- [EXERCISE INSTRUCTIONS]:
In the data that follows, find the line with "of an application."; transcribe it, every later line up to the one with "self.queue_receiver(name)", and that line as well, exactly and with no others.

*** DATA SHOWN

use std::{any::Any, collections::HashMap, sync::Arc};

use log::debug;
use parking_lot::RwLock;

use crate::{
    IoError, MessageReceiver, MessageSender, SignalPublisher, SignalSource,
    queue::{self, QueueReceiver, QueueSender},
    signal::SignalChannel,
};

type Endpoint = Arc<dyn Any + Send + Sync>;

struct QueueEndpoints<T> {
    sender: QueueSender<T>,
    receiver: QueueReceiver<T>,
}

/// Registry of named in-process connections, shared by every module of an application.
///
/// Queues and signals live in separate namespaces; each name carries exactly one message
/// type and asking for it with another type is an error.
#[derive(Default)]
pub struct ConnectionHub {
    queues: RwLock<HashMap<String, Endpoint>>,
    signals: RwLock<HashMap<String, Endpoint>>,
}

impl ConnectionHub {
    pub fn new() -> Self {
        Self::default()
    }

    pub fn register_queue<T: Send + 'static>(
        &self,
        name: &str,
        capacity: usize,
    ) -> Result<(), IoError> {
        if capacity == 0 {
            return Err(IoError::ZeroCapacity {
                name: name.to_string(),
            });
        }
        let mut queues = self.queues.write();
        if queues.contains_key(name) {
            return Err(IoError::AlreadyRegistered {
                name: name.to_string(),
            });
        }
        let (sender, receiver) = queue::bounded::<T>(name, capacity);
        queues.insert(name.to_string(), Arc::new(QueueEndpoints { sender, receiver }));
        debug!("registered queue {} (capacity {})", name, capacity);
        Ok(())
    }

    pub fn register_signal<T: Send + 'static>(
        &self,
        name: &str,
        capacity: usize,
    ) -> Result<(), IoError> {
        if capacity == 0 {
            return Err(IoError::ZeroCapacity {
                name: name.to_string(),
            });
        }
        let mut signals = self.signals.write();
        if signals.contains_key(name) {
            return Err(IoError::AlreadyRegistered {
                name: name.to_string(),
            });
        }
        signals.insert(
            name.to_string(),
            Arc::new(SignalChannel::<T>::new(name, capacity)),
        );
        debug!("registered signal {} (capacity {})", name, capacity);
        Ok(())
    }

    pub fn sender<T: Send + 'static>(
        &self,
        name: &str,
    ) -> Result<Arc<dyn MessageSender<T>>, IoError> {
        self.queue_sender(name)
            .map(|sender| Arc::new(sender) as Arc<dyn MessageSender<T>>)
    }

    pub fn receiver<T: Send + 'static>(
        &self,
        name: &str,
    ) -> Result<Arc<dyn MessageReceiver<T>>, IoError> {
        self.queue_receiver(name)
            .map(|receiver| Arc::new(receiver) as Arc<dyn MessageReceiver<T>>)
    }

    pub fn queue_sender<T: Send + 'static>(&self, name: &str) -> Result<QueueSender<T>, IoError> {
        self.with_queue(name, |endpoints: &QueueEndpoints<T>| endpoints.sender.clone())
    }

    pub fn queue_receiver<T: Send + 'static>(
        &self,
        name: &str,
    ) -> Result<QueueReceiver<T>, IoError> {
        self.with_queue(name, |endpoints: &QueueEndpoints<T>| {
            endpoints.receiver.clone()
        })
    }

    pub fn signal<T: Send + 'static>(
        &self,
        name: &str,
    ) -> Result<Arc<dyn SignalSource<T>>, IoError> {
        self.signal_channel::<T>(name)
            .map(|channel| channel as Arc<dyn SignalSource<T>>)
    }

    pub fn signal_publisher<T: Send + 'static>(
        &self,
        name: &str,
    ) -> Result<SignalPublisher<T>, IoError> {
        self.signal_channel::<T>(name)
            .map(|channel| channel.publisher())
    }

    fn signal_channel<T: Send + 'static>(
        &self,
        name: &str,
    ) -> Result<Arc<SignalChannel<T>>, IoError> {
        let endpoint = self
            .signals
            .read()
            .get(name)
            .cloned()
            .ok_or_else(|| IoError::UnknownConnection {
                name: name.to_string(),
            })?;
        endpoint
            .downcast::<SignalChannel<T>>()
            .map_err(|_| IoError::TypeMismatch {
                name: name.to_string(),
                expected: std::any::type_name::<T>(),
            })
    }

    fn with_queue<T: Send + 'static, R>(
        &self,
        name: &str,
        f: impl FnOnce(&QueueEndpoints<T>) -> R,
    ) -> Result<R, IoError> {
        let queues = self.queues.read();
        let endpoint = queues.get(name).ok_or_else(|| IoError::UnknownConnection {
            name: name.to_string(),
        })?;
        let endpoints = endpoint
            .downcast_ref::<QueueEndpoints<T>>()
            .ok_or_else(|| IoError::TypeMismatch {
                name: name.to_string(),
                expected: std::any::type_name::<T>(),
            })?;
        Ok(f(endpoints))
    }
}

******

- [YOUR RESPONSE]:
/// Registry of named in-process connections, shared by every module of an application.
///
/// Queues and signals live in separate namespaces; each name carries exactly one message
/// type and asking for it with another type is an error.
#[derive(Default)]
pub struct ConnectionHub {
    queues: RwLock<HashMap<String, Endpoint>>,
    signals: RwLock<HashMap<String, Endpoint>>,
}

impl ConnectionHub {
    pub fn new() -> Self {
        Self::default()
    }

    pub fn register_queue<T: Send + 'static>(
        &self,
        name: &str,
        capacity: usize,
    ) -> Result<(), IoError> {
        if capacity == 0 {
            return Err(IoError::ZeroCapacity {
                name: name.to_string(),
            });
        }
        let mut queues = self.queues.write();
        if queues.contains_key(name) {
            return Err(IoError::AlreadyRegistered {
                name: name.to_string(),
            });
        }
        let (sender, receiver) = queue::bounded::<T>(name, capacity);
        queues.insert(name.to_string(), Arc::new(QueueEndpoints { sender, receiver }));
        debug!("registered queue {} (capacity {})", name, capacity);
        Ok(())
    }

    pub fn register_signal<T: Send + 'static>(
        &self,
        name: &str,
        capacity: usize,
    ) -> Result<(), IoError> {
        if capacity == 0 {
            return Err(IoError::ZeroCapacity {
                name: name.to_string(),
            });
        }
        let mut signals = self.signals.write();
        if signals.contains_key(name) {
            return Err(IoError::AlreadyRegistered {
                name: name.to_string(),
            });
        }
        signals.insert(
            name.to_string(),
            Arc::new(SignalChannel::<T>::new(name, capacity)),
        );
        debug!("registered signal {} (capacity {})", name, capacity);
        Ok(())
    }

    pub fn sender<T: Send + 'static>(
        &self,
        name: &str,
    ) -> Result<Arc<dyn MessageSender<T>>, IoError> {
        self.queue_sender(name)
            .map(|sender| Arc::new(sender) as Arc<dyn MessageSender<T>>)
    }

    pub fn receiver<T: Send + 'static>(
        &self,
        name: &str,
    ) -> Result<Arc<dyn MessageReceiver<T>>, IoError> {
        self.queue_receiver(name)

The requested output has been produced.